- Wikimedia Commons / Gage Skidmore
The White House said it will begin imposing the penalties on June 10 and continue ratcheting them up, eventually topping out at 25% by October. Trump claims he'll stop only once Mexico somehow manages to curb all illegal immigration.
"It's a textbook case of how to inflict self-harm," David MacPherson, head of Trinity University's economics department, said of the economic consequences. And, yes, he'd probably know. He's an actual author of economics textbooks.
If you're not economically inclined, MacPherson also couched Trump's threat in layperson's terms: "It's crazy."
Crazy, of course, because Mexico is the largest U.S. trading partner. Last year, Mexico sent nearly $350 billion in goods north of the border.
Much of the tariffs' costs, MacPherson explained, would be passed directly to U.S. businesses and consumers. What's more, they'd deter investment in businesses reliant on cross-border trade, further weakening the economy.
U.S. automakers and others frequently ship products and components across the border several times during their manufacturing processes, MacPherson points out. The damage to those businesses — many of which operate in Texas because of its proximity to the border — would be profound.

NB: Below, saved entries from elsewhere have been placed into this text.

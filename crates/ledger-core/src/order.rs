//! # Order Builder
//!
//! Turns an [`OrderInput`] into a complete [`Order`] ready to persist.
//! `create` and `update` share this path; the only difference is the
//! [`OrderIdentity`] they pass in.
//!
//! ```text
//! OrderInput ──► validate customer, percent, transport, pickup
//!            ──► normalize_items (catalog + price resolver)
//!            ──► reject if no items survive
//!            ──► mirror first item onto top-level fields
//!            ──► Order
//! ```
//!
//! Everything here runs before any write, so a rejected request leaves no
//! partial state behind.

use chrono::{DateTime, Utc};
use uuid::Uuid;

use crate::catalog::CatalogLookup;
use crate::error::{CoreError, CoreResult};
use crate::items::normalize_items;
use crate::types::{Order, OrderInput, Scope};
use crate::validation::{
    validate_customer_name, validate_profit_percent, validate_transport_cost,
};

/// Fields that are not taken from the request body.
#[derive(Debug, Clone, PartialEq, Eq)]
pub struct OrderIdentity {
    pub id: String,
    pub tenant_id: String,
    pub scope: Scope,
    pub sort_index: i64,
    pub created_at: DateTime<Utc>,
    pub updated_at: DateTime<Utc>,
}

impl OrderIdentity {
    /// Fresh order: new id, `sortIndex` defaults to the creation time.
    pub fn new_order(tenant_id: &str, scope: Scope, now: DateTime<Utc>) -> Self {
        OrderIdentity {
            id: Uuid::new_v4().to_string(),
            tenant_id: tenant_id.to_string(),
            scope,
            sort_index: now.timestamp_millis(),
            created_at: now,
            updated_at: now,
        }
    }

    /// Rewrite of a stored order; ordering and creation time survive edits.
    pub fn existing(order: &Order, now: DateTime<Utc>) -> Self {
        OrderIdentity {
            id: order.id.clone(),
            tenant_id: order.tenant_id.clone(),
            scope: order.scope,
            sort_index: order.sort_index,
            created_at: order.created_at,
            updated_at: now,
        }
    }
}

/// Validates and normalizes a write request into a full order.
///
/// ## Errors
/// - [`CoreError::Validation`] for a blank customer name, bad percent or a
///   negative transport cost
/// - [`CoreError::PickupTransportMode`] when a pickup order names a mode
/// - [`CoreError::ManualPriceMissing`] from item normalization
/// - [`CoreError::EmptyOrder`] when no item survives normalization
pub fn build_order<C: CatalogLookup + ?Sized>(
    identity: OrderIdentity,
    input: &OrderInput,
    catalog: &C,
) -> CoreResult<Order> {
    validate_customer_name(&input.customer_name)?;
    let my_profit_percent = validate_profit_percent(input.my_profit_percent)?;

    let (transport_mode, transport_cost) = if input.pickup {
        if let Some(mode) = input.transport_mode {
            return Err(CoreError::PickupTransportMode {
                mode: mode.as_str().to_string(),
            });
        }
        (None, None)
    } else {
        (
            input.transport_mode,
            validate_transport_cost(input.transport_cost)?,
        )
    };

    let items = normalize_items(&identity.tenant_id, &input.items, &input.title, catalog)?;
    let Some(first) = items.first().cloned() else {
        return Err(CoreError::EmptyOrder);
    };

    Ok(Order {
        id: identity.id,
        tenant_id: identity.tenant_id,
        scope: identity.scope,
        stage: input.stage,

        title: first.title,
        product_id: first.product_id,
        variant_id: first.variant_id,
        supplier_id: first.supplier_id,
        variant_label: first.variant_label,
        kolicina: first.kolicina,
        nabavna_cena: first.nabavna_cena,
        prodajna_cena: first.prodajna_cena,
        manual_prodajna: first.manual_prodajna,

        items,

        customer_name: input.customer_name.trim().to_string(),
        customer_address: input.customer_address.trim().to_string(),
        customer_phone: input.customer_phone.trim().to_string(),

        transport_cost,
        transport_mode,
        slanje_mode: input.slanje_mode,
        slanje_owner: trimmed(input.slanje_owner.as_deref()),
        broj_posiljke: trimmed(input.broj_posiljke.as_deref()),
        povrat_vracen: input.povrat_vracen,
        pickup: input.pickup,

        my_profit_percent,
        note: trimmed(input.note.as_deref()),

        sort_index: identity.sort_index,
        created_at: identity.created_at,
        updated_at: identity.updated_at,
    })
}

fn trimmed(value: Option<&str>) -> Option<String> {
    value
        .map(str::trim)
        .filter(|v| !v.is_empty())
        .map(str::to_string)
}

// =============================================================================
// Unit Tests
// =============================================================================
//! # List Filtering and Pagination
//!
//! `list` scans every order of a tenant and scope, filters here, aggregates
//! totals over the whole filtered set, and only then cuts a page.
//!
//! ```text
//! all orders ──► ListFilter::matches ──► sort ──┬──► LedgerTotals (full set)
//!                                               │
//!                                               └──► PageRequest ──► page
//! ```

use chrono::NaiveDate;
use serde::{Deserialize, Serialize};
use ts_rs::TS;

use crate::money::Money;
use crate::search::normalize;
use crate::totals::{order_totals, ItemSummary, LedgerTotals};
use crate::types::{Order, Stage};
use crate::{DEFAULT_PAGE_SIZE, MAX_PAGE_SIZE};

// =============================================================================
// Filter
// =============================================================================

#[derive(Debug, Clone, Copy, Default, PartialEq, Eq, Serialize, Deserialize, TS)]
#[ts(export)]
#[serde(rename_all = "lowercase")]
pub enum OrderSort {
    /// `sortIndex` descending, newer first on ties.
    #[default]
    Manual,
    /// Creation time descending.
    Newest,
}

#[derive(Debug, Clone, Default, PartialEq, Serialize, Deserialize, TS)]
#[ts(export)]
#[serde(rename_all = "camelCase", default)]
pub struct ListFilter {
    /// One term, normalized and matched as a substring.
    pub search: Option<String>,
    /// Any-of; empty means every stage.
    pub stages: Vec<Stage>,
    pub returned_only: bool,
    pub unreturned_only: bool,
    /// Inclusive, on the UTC creation date.
    #[ts(as = "Option<String>")]
    pub date_from: Option<NaiveDate>,
    #[ts(as = "Option<String>")]
    pub date_to: Option<NaiveDate>,
    pub pickup_only: bool,
    pub sort: OrderSort,
}

impl ListFilter {
    /// Date bounds, swapped when given in reverse.
    pub fn date_bounds(&self) -> (Option<NaiveDate>, Option<NaiveDate>) {
        match (self.date_from, self.date_to) {
            (Some(from), Some(to)) if from > to => (Some(to), Some(from)),
            bounds => bounds,
        }
    }

    pub fn matches(&self, order: &Order) -> bool {
        if !self.stages.is_empty() && !self.stages.contains(&order.stage) {
            return false;
        }

        // returned_only wins when both are set
        if self.returned_only {
            if !order.povrat_vracen {
                return false;
            }
        } else if self.unreturned_only && order.povrat_vracen {
            return false;
        }

        if self.pickup_only && !order.pickup {
            return false;
        }

        let created = order.created_at.date_naive();
        let (from, to) = self.date_bounds();
        if from.is_some_and(|from| created < from) || to.is_some_and(|to| created > to) {
            return false;
        }

        match self.search.as_deref().map(normalize) {
            Some(needle) if !needle.is_empty() => matches_search(order, &needle),
            _ => true,
        }
    }
}

/// Matches an already-normalized term against the order's text fields and
/// every item's title and variant label.
pub fn matches_search(order: &Order, needle: &str) -> bool {
    let hit = |text: &str| normalize(text).contains(needle);

    let top_level = [
        Some(order.title.as_str()),
        order.variant_label.as_deref(),
        Some(order.customer_name.as_str()),
        Some(order.customer_address.as_str()),
        Some(order.customer_phone.as_str()),
    ];
    if top_level.into_iter().flatten().any(hit) {
        return true;
    }

    order.items.iter().any(|item| {
        hit(&item.title) || item.variant_label.as_deref().is_some_and(hit)
    })
}

/// Sorts in place. Ties fall back to creation time, then id.
pub fn sort_orders(orders: &mut [Order], sort: OrderSort) {
    match sort {
        OrderSort::Manual => orders.sort_by(|a, b| {
            b.sort_index
                .cmp(&a.sort_index)
                .then_with(|| b.created_at.cmp(&a.created_at))
                .then_with(|| a.id.cmp(&b.id))
        }),
        OrderSort::Newest => orders.sort_by(|a, b| {
            b.created_at
                .cmp(&a.created_at)
                .then_with(|| a.id.cmp(&b.id))
        }),
    }
}

// =============================================================================
// Pagination
// =============================================================================

#[derive(Debug, Clone, Copy, PartialEq, Eq, Serialize, Deserialize, TS)]
#[ts(export)]
#[serde(rename_all = "camelCase")]
pub struct PageRequest {
    pub page: u32,
    pub page_size: u32,
}

impl PageRequest {
    /// Page is at least 1; page size is clamped to `1..=MAX_PAGE_SIZE`.
    pub fn new(page: Option<i64>, page_size: Option<i64>, default_size: u32) -> Self {
        let page = page.unwrap_or(1).clamp(1, u32::MAX as i64) as u32;
        let page_size = page_size
            .unwrap_or(default_size as i64)
            .clamp(1, MAX_PAGE_SIZE as i64) as u32;
        PageRequest { page, page_size }
    }

    fn offset(&self) -> usize {
        (self.page as usize - 1).saturating_mul(self.page_size as usize)
    }
}

impl Default for PageRequest {
    fn default() -> Self {
        PageRequest::new(None, None, DEFAULT_PAGE_SIZE)
    }
}

#[derive(Debug, Clone, Copy, PartialEq, Eq, Serialize, Deserialize, TS)]
#[ts(export)]
#[serde(rename_all = "camelCase")]
pub struct Pagination {
    pub page: u32,
    pub page_size: u32,
    pub total_items: u64,
    pub total_pages: u32,
}

/// Cuts one page out of an already filtered and sorted sequence.
pub fn paginate<T>(items: Vec<T>, request: PageRequest) -> (Vec<T>, Pagination) {
    let total_items = items.len();
    let size = request.page_size as usize;
    let total_pages = total_items.div_ceil(size);

    let page: Vec<T> = items
        .into_iter()
        .skip(request.offset())
        .take(size)
        .collect();

    let pagination = Pagination {
        page: request.page,
        page_size: request.page_size,
        total_items: total_items as u64,
        total_pages: total_pages.min(u32::MAX as usize) as u32,
    };
    (page, pagination)
}

// =============================================================================
// List Response
// =============================================================================

/// An order with resolved items and computed totals.
#[derive(Debug, Clone, PartialEq, Serialize, Deserialize, TS)]
#[ts(export)]
#[serde(rename_all = "camelCase")]
pub struct OrderView {
    #[serde(flatten)]
    pub order: Order,
    pub summary: ItemSummary,
    pub transport: Money,
    pub profit: Money,
    pub my_share: Money,
}

impl From<Order> for OrderView {
    fn from(mut order: Order) -> Self {
        let totals = order_totals(&order);
        order.items = totals.items;
        OrderView {
            order,
            summary: totals.totals,
            transport: totals.transport,
            profit: totals.profit,
            my_share: totals.my_share,
        }
    }
}

#[derive(Debug, Clone, PartialEq, Serialize, Deserialize, TS)]
#[ts(export)]
#[serde(rename_all = "camelCase")]
pub struct OrderPage {
    pub items: Vec<OrderView>,
    pub pagination: Pagination,
    /// Over the whole filtered set, not just this page.
    pub totals: LedgerTotals,
}

/// Filters, sorts, totals and paginates a full scan of orders.
pub fn list_orders(orders: Vec<Order>, filter: &ListFilter, request: PageRequest) -> OrderPage {
    let mut matching: Vec<Order> = orders.into_iter().filter(|o| filter.matches(o)).collect();
    sort_orders(&mut matching, filter.sort);

    let totals = LedgerTotals::from_orders(&matching);
    let (page, pagination) = paginate(matching, request);

    OrderPage {
        items: page.into_iter().map(OrderView::from).collect(),
        pagination,
        totals,
    }
}

// =============================================================================
// Unit Tests
// =============================================================================

#[cfg(test)]
mod tests {
    use super::*;
    use crate::types::tests::{item, order_with_items};
    use chrono::{Duration, TimeZone, Utc};

    fn dated(id: &str, y: i32, m: u32, d: u32) -> Order {
        let mut order = order_with_items(id, vec![item("Lampa", 1, 100, 200)]);
        order.created_at = Utc.with_ymd_and_hms(y, m, d, 12, 0, 0).unwrap();
        order.sort_index = order.created_at.timestamp_millis();
        order
    }

    fn ids(page: &OrderPage) -> Vec<&str> {
        page.items.iter().map(|v| v.order.id.as_str()).collect()
    }

    #[test]
    fn test_search_covers_items_and_customer() {
        let mut order = order_with_items(
            "o1",
            vec![item("Lampa", 1, 0, 0), item("Stolica", 1, 0, 0)],
        );
        order.customer_name = "Đorđe Petrović".to_string();
        order.items[1].variant_label = Some("Stolica Hrastova".to_string());

        assert!(matches_search(&order, &normalize("stolica")));
        assert!(matches_search(&order, &normalize("hrastova")));
        assert!(matches_search(&order, &normalize("djordje")));
        assert!(matches_search(&order, &normalize("123 456")));
        assert!(!matches_search(&order, &normalize("sto lica")));
    }

    #[test]
    fn test_stage_and_return_filters() {
        let mut paid = dated("paid", 2024, 5, 1);
        paid.stage = Stage::LeglePare;
        paid.povrat_vracen = true;
        let open = dated("open", 2024, 5, 2);

        let filter = ListFilter {
            stages: vec![Stage::LeglePare, Stage::Stiglo],
            ..Default::default()
        };
        assert!(filter.matches(&paid));
        assert!(!filter.matches(&open));

        let both = ListFilter {
            returned_only: true,
            unreturned_only: true,
            ..Default::default()
        };
        assert!(both.matches(&paid));
        assert!(!both.matches(&open));

        let unreturned = ListFilter {
            unreturned_only: true,
            ..Default::default()
        };
        assert!(!unreturned.matches(&paid));
        assert!(unreturned.matches(&open));
    }

    #[test]
    fn test_pickup_only() {
        let mut pickup = dated("p", 2024, 5, 1);
        pickup.pickup = true;
        let filter = ListFilter {
            pickup_only: true,
            ..Default::default()
        };
        assert!(filter.matches(&pickup));
        assert!(!filter.matches(&dated("s", 2024, 5, 1)));
    }

    #[test]
    fn test_reversed_date_range_is_swapped() {
        let orders = vec![
            dated("a", 2024, 1, 10),
            dated("b", 2024, 1, 15),
            dated("c", 2024, 1, 20),
        ];
        let in_order = ListFilter {
            date_from: NaiveDate::from_ymd_opt(2024, 1, 15),
            date_to: NaiveDate::from_ymd_opt(2024, 1, 20),
            ..Default::default()
        };
        let reversed = ListFilter {
            date_from: in_order.date_to,
            date_to: in_order.date_from,
            ..Default::default()
        };

        let a = list_orders(orders.clone(), &in_order, PageRequest::default());
        let b = list_orders(orders, &reversed, PageRequest::default());
        assert_eq!(ids(&a), vec!["c", "b"]);
        assert_eq!(ids(&a), ids(&b));
        assert_eq!(a.totals, b.totals);
    }

    #[test]
    fn test_manual_sort_ties_by_creation_time() {
        let mut a = dated("a", 2024, 1, 1);
        let mut b = dated("b", 2024, 1, 2);
        let c = dated("c", 2024, 1, 3);
        a.sort_index = 5000;
        b.sort_index = 5000;

        let mut orders = vec![a, b, c.clone()];
        sort_orders(&mut orders, OrderSort::Manual);
        let got: Vec<_> = orders.iter().map(|o| o.id.as_str()).collect();
        // c keeps its timestamp index, far above 5000
        assert_eq!(got, vec!["c", "b", "a"]);

        let mut newer = c;
        newer.created_at += Duration::days(30);
        let mut orders = vec![dated("x", 2024, 2, 1), newer];
        sort_orders(&mut orders, OrderSort::Newest);
        assert_eq!(orders[0].id, "c");
    }

    #[test]
    fn test_page_request_clamping() {
        assert_eq!(PageRequest::new(Some(0), Some(0), 20), PageRequest { page: 1, page_size: 1 });
        assert_eq!(
            PageRequest::new(Some(-3), Some(5000), 20),
            PageRequest { page: 1, page_size: MAX_PAGE_SIZE }
        );
        assert_eq!(PageRequest::new(None, None, 50).page_size, 50);
    }

    #[test]
    fn test_totals_cover_all_pages() {
        let orders: Vec<Order> = (1..=5).map(|d| dated(&format!("o{}", d), 2024, 3, d)).collect();
        let page = list_orders(orders, &ListFilter::default(), PageRequest::new(Some(2), Some(2), 20));

        assert_eq!(ids(&page), vec!["o3", "o2"]);
        assert_eq!(page.pagination.total_items, 5);
        assert_eq!(page.pagination.total_pages, 3);
        assert_eq!(page.totals.prodajno, Money::from_cents(5 * 200));
        assert_eq!(page.totals.nabavno, Money::from_cents(5 * 100));
    }

    #[test]
    fn test_page_past_the_end_is_empty() {
        let orders = vec![dated("a", 2024, 1, 1)];
        let page = list_orders(orders, &ListFilter::default(), PageRequest::new(Some(9), Some(10), 20));
        assert!(page.items.is_empty());
        assert_eq!(page.pagination.total_items, 1);
    }

    #[test]
    fn test_view_resolves_legacy_items() {
        let mut legacy = order_with_items("l", vec![]);
        legacy.title = "Lampa".to_string();
        legacy.prodajna_cena = Money::from_cents(900);

        let view = OrderView::from(legacy);
        assert_eq!(view.order.items.len(), 1);
        assert_eq!(view.summary.total_prodajno.cents(), 900);
    }
}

Another risk is that a trade dispute with Mexico could essentially destroy the revisions to the NAFTA trade agreement that Trump was so proud of initiating, the economist added.
And if the tariff threat turns out to be more than a bluff, MacPherson explained, its impact could last well beyond 2020, even if voters decide to cancel Trump's reality-show presidency.
"It takes time for the really bad medicine that's been given to the economy to have its full impact," he said.
Which may explain why politicos from both sides of the aisle have joined a chorus of economic experts calling Trump's move reckless and ill-conceived.
Iowa Sen. Chuck Grassley, a Republican often in lock step with the president, declared his move "a misuse of presidential tariff authority."
Meanwhile Democratic U.S. Rep. Joaquin Castro of San Antonio warned the tariffs would be a "disaster" for Texas.
"Congress cannot allow this President to tank our economy and our relationships with neighbors to further demonize immigrants fleeing violence," he said. "Increasing the costs of goods on Americans will not solve the dire humanitarian situation in Central America."